Perl Yehoshua, Chen Zong, Halper Michael, Geller James, Zhang Li, Peng Yi
Computer Science Department, New Jersey Institute of Technology, Newark, NJ 07102, USA.
J Biomed Inform. 2002 Jun;35(3):194-212. doi: 10.1016/s1532-0464(02)00528-2.
The Unified Medical Language System (UMLS) joins together a group of established medical terminologies in a unified knowledge representation framework. Two major resources of the UMLS are its Metathesaurus, containing a large number of concepts, and the Semantic Network (SN), containing semantic types and forming an abstraction of the Metathesaurus. However, the SN itself is large and complex and may still be difficult to view and comprehend. Our structural partitioning technique partitions the SN into structurally uniform sets of semantic types based on the distribution of the relationships within the SN. An enhancement of the structural partition results in cohesive, singly rooted sets of semantic types. Each such set is named after its root which represents the common nature of the group. These sets of semantic types are represented by higher-level components called metasemantic types. A network, called a metaschema, which consists of the meta-semantic types connected by hierarchical and semantic relationships is obtained and provides an abstract view supporting orientation to the SN. The metaschema is utilized to audit the UMLS classifications. We present a set of graphical views of the SN based on the metaschema to help in user orientation to the SN. A study compares the cohesive metaschema to metaschemas derived semantically by UMLS experts.

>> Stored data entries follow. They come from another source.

/// Non-blocking key polling.
///
/// Every backend normalizes its raw input into the small `Key` vocabulary
/// the activities understand. Arrow keys and WASD both map to directions;
/// `q`, `Q` and Ctrl+C map to `Quit`. Without raw mode the same backend
/// still works, but the terminal hands keys over a line at a time.

use std::collections::VecDeque;
use std::time::Duration;

use crossterm::event::{self, Event, KeyCode, KeyEvent, KeyEventKind, KeyModifiers};

use crate::config::GamepadConfig;
use crate::domain::grid::Direction;
use crate::ui::gamepad::GamepadState;

#[derive(Clone, Copy, PartialEq, Eq, Debug)]
pub enum Key {
    Up,
    Down,
    Left,
    Right,
    Quit,
    Other,
}

impl Key {
    pub fn direction(self) -> Option<Direction> {
        match self {
            Key::Up => Some(Direction::Up),
            Key::Down => Some(Direction::Down),
            Key::Left => Some(Direction::Left),
            Key::Right => Some(Direction::Right),
            Key::Quit | Key::Other => None,
        }
    }

    /// Normalize a crossterm key event. Release events carry no input.
    pub fn from_event(key: &KeyEvent) -> Option<Key> {
        if key.kind == KeyEventKind::Release {
            return None;
        }
        if key.modifiers.contains(KeyModifiers::CONTROL) {
            return match key.code {
                KeyCode::Char('c') | KeyCode::Char('C') => Some(Key::Quit),
                _ => Some(Key::Other),
            };
        }
        let k = match key.code {
            KeyCode::Up | KeyCode::Char('w') | KeyCode::Char('W') => Key::Up,
            KeyCode::Down | KeyCode::Char('s') | KeyCode::Char('S') => Key::Down,
            KeyCode::Left | KeyCode::Char('a') | KeyCode::Char('A') => Key::Left,
            KeyCode::Right | KeyCode::Char('d') | KeyCode::Char('D') => Key::Right,
            KeyCode::Char('q') | KeyCode::Char('Q') => Key::Quit,
            _ => Key::Other,
        };
        Some(k)
    }
}

/// A source of normalized key presses. `poll_key` never blocks.
pub trait KeySource {
    fn poll_key(&mut self) -> Option<Key>;
}

/// Keyboard backend over crossterm's event queue, in either terminal mode.
pub struct TerminalKeys;

impl KeySource for TerminalKeys {
    fn poll_key(&mut self) -> Option<Key> {
        // Skip mouse/resize/focus events and undecodable input until a key
        // turns up or the queue is empty.
        while poll(Duration::ZERO) {
            match event::read() {
                Ok(Event::Key(key)) => {
                    if let Some(k) = Key::from_event(&key) {
                        return Some(k);
                    }
                }
                Ok(_) => {}
                Err(e) => {
                    tracing::debug!(error = %e, "dropping undecodable input");
                    return None;
                }
            }
        }
        None
    }
}

fn poll(timeout: Duration) -> bool {
    event::poll(timeout).unwrap_or(false)
}

/// How keystrokes reach `TerminalKeys`.
#[derive(Clone, Copy, PartialEq, Eq, Debug)]
pub enum KeyboardMode {
    /// Raw mode: every key arrives as it is pressed.
    Immediate,
    /// Cooked mode: keys are echoed and arrive after Enter.
    LineBuffered,
}

impl KeyboardMode {
    pub fn for_terminal(raw_mode: bool) -> Self {
        if raw_mode { KeyboardMode::Immediate } else { KeyboardMode::LineBuffered }
    }
}

/// Keyboard input merged with gamepad presses. Keyboard wins ties.
pub struct Keys {
    keyboard: Box<dyn KeySource>,
    pad: GamepadState,
    pending: VecDeque<Key>,
}

impl Keys {
    pub fn open(raw_mode: bool, pad_cfg: &GamepadConfig) -> Self {
        let mode = KeyboardMode::for_terminal(raw_mode);
        if mode == KeyboardMode::LineBuffered {
            tracing::info!("raw mode unavailable, keys arrive after Enter");
        }
        let mut pad = GamepadState::new();
        pad.load_button_config(pad_cfg);
        tracing::debug!(?mode, gamepad = pad.connected, "input opened");
        Keys::with_backend(Box::new(TerminalKeys), pad)
    }

    pub fn with_backend(keyboard: Box<dyn KeySource>, pad: GamepadState) -> Self {
        Keys { keyboard, pad, pending: VecDeque::with_capacity(4) }
    }

    /// Throw away buffered keystrokes so they don't leak into the next
    /// line prompt once cooked mode is back.
    pub fn discard_typeahead(&mut self) {
        while self.keyboard.poll_key().is_some() {}
        self.pending.clear();
    }
}

impl KeySource for Keys {
    fn poll_key(&mut self) -> Option<Key> {
        if let Some(k) = self.keyboard.poll_key() {
            return Some(k);
        }
        if self.pending.is_empty() {
            self.pad.update();
            self.pad.drain_keys(&mut self.pending);
        }
        self.pending.pop_front()
    }
}

/// Replays a fixed list of polls; `None` entries model "nothing pending".
#[cfg(test)]
pub struct ScriptedKeys {
    script: VecDeque<Option<Key>>,
}

#[cfg(test)]
impl ScriptedKeys {
    pub fn new(script: impl IntoIterator<Item = Option<Key>>) -> Self {
        ScriptedKeys { script: script.into_iter().collect() }
    }
}

#[cfg(test)]
impl KeySource for ScriptedKeys {
    fn poll_key(&mut self) -> Option<Key> {
        self.script.pop_front().flatten()
    }
}

#[cfg(test)]
mod tests {
    use super::*;

    fn press(code: KeyCode) -> KeyEvent {
        KeyEvent::new(code, KeyModifiers::NONE)
    }

    #[test]
    fn arrows_and_wasd_agree() {
        let pairs = [
            (KeyCode::Up, KeyCode::Char('w'), Key::Up),
            (KeyCode::Down, KeyCode::Char('s'), Key::Down),
            (KeyCode::Left, KeyCode::Char('a'), Key::Left),
            (KeyCode::Right, KeyCode::Char('d'), Key::Right),
        ];
        for (arrow, letter, want) in pairs {
            assert_eq!(Key::from_event(&press(arrow)), Some(want));
            assert_eq!(Key::from_event(&press(letter)), Some(want));
        }
    }

    #[test]
    fn quit_keys() {
        assert_eq!(Key::from_event(&press(KeyCode::Char('q'))), Some(Key::Quit));
        assert_eq!(Key::from_event(&press(KeyCode::Char('Q'))), Some(Key::Quit));
        let ctrl_c = KeyEvent::new(KeyCode::Char('c'), KeyModifiers::CONTROL);
        assert_eq!(Key::from_event(&ctrl_c), Some(Key::Quit));
    }

    #[test]
    fn unrecognized_keys_are_other() {
        assert_eq!(Key::from_event(&press(KeyCode::Char('x'))), Some(Key::Other));
        assert_eq!(Key::from_event(&press(KeyCode::Esc)), Some(Key::Other));
        assert_eq!(Key::Other.direction(), None);
    }

    #[test]
    fn release_events_are_dropped() {
        let mut ev = press(KeyCode::Up);
        ev.kind = KeyEventKind::Release;
        assert_eq!(Key::from_event(&ev), None);
    }

    #[test]
    fn keyboard_stays_on_without_raw_mode() {
        assert_eq!(KeyboardMode::for_terminal(true), KeyboardMode::Immediate);
        assert_eq!(KeyboardMode::for_terminal(false), KeyboardMode::LineBuffered);
    }

    #[test]
    fn line_buffered_input_still_steers_and_quits() {
        // A cooked terminal delivers "dq\n" in one burst after Enter.
        let line = [KeyCode::Char('d'), KeyCode::Char('q'), KeyCode::Enter];
        let keys: Vec<_> = line.into_iter().filter_map(|c| Key::from_event(&press(c))).collect();
        assert_eq!(keys, [Key::Right, Key::Quit, Key::Other]);
    }

    #[test]
    fn merged_source_prefers_keyboard() {
        let kb = ScriptedKeys::new([Some(Key::Left), None]);
        let mut keys = Keys::with_backend(Box::new(kb), GamepadState::disconnected());
        assert_eq!(keys.poll_key(), Some(Key::Left));
        assert_eq!(keys.poll_key(), None);
    }

    #[test]
    fn typeahead_is_discarded() {
        let kb = ScriptedKeys::new([Some(Key::Up), Some(Key::Down)]);
        let mut keys = Keys::with_backend(Box::new(kb), GamepadState::disconnected());
        keys.discard_typeahead();
        assert_eq!(keys.poll_key(), None);
    }
}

统一医学语言系统(UMLS)在一个统一的知识表示框架中整合了一组既定的医学术语。UMLS的两个主要资源是其元词表,其中包含大量概念,以及语义网络(SN),其中包含语义类型并形成元词表的抽象。然而,SN本身庞大且复杂,可能仍然难以查看和理解。我们的结构划分技术基于SN中关系的分布将SN划分为结构统一的语义类型集。对结构划分的增强会产生具有内聚性、单根的语义类型集。每个这样的集以其代表该组共同性质的根来命名。这些语义类型集由称为元语义类型的更高级组件表示。获得了一个由通过层次关系和语义关系连接的元语义类型组成的网络,称为元模式,它提供了一个支持对SN进行定向的抽象视图。该元模式用于审核UMLS分类。我们基于元模式展示了一组SN的图形视图,以帮助用户了解SN。一项研究将具有内聚性的元模式与UMLS专家通过语义推导得出的元模式进行了比较。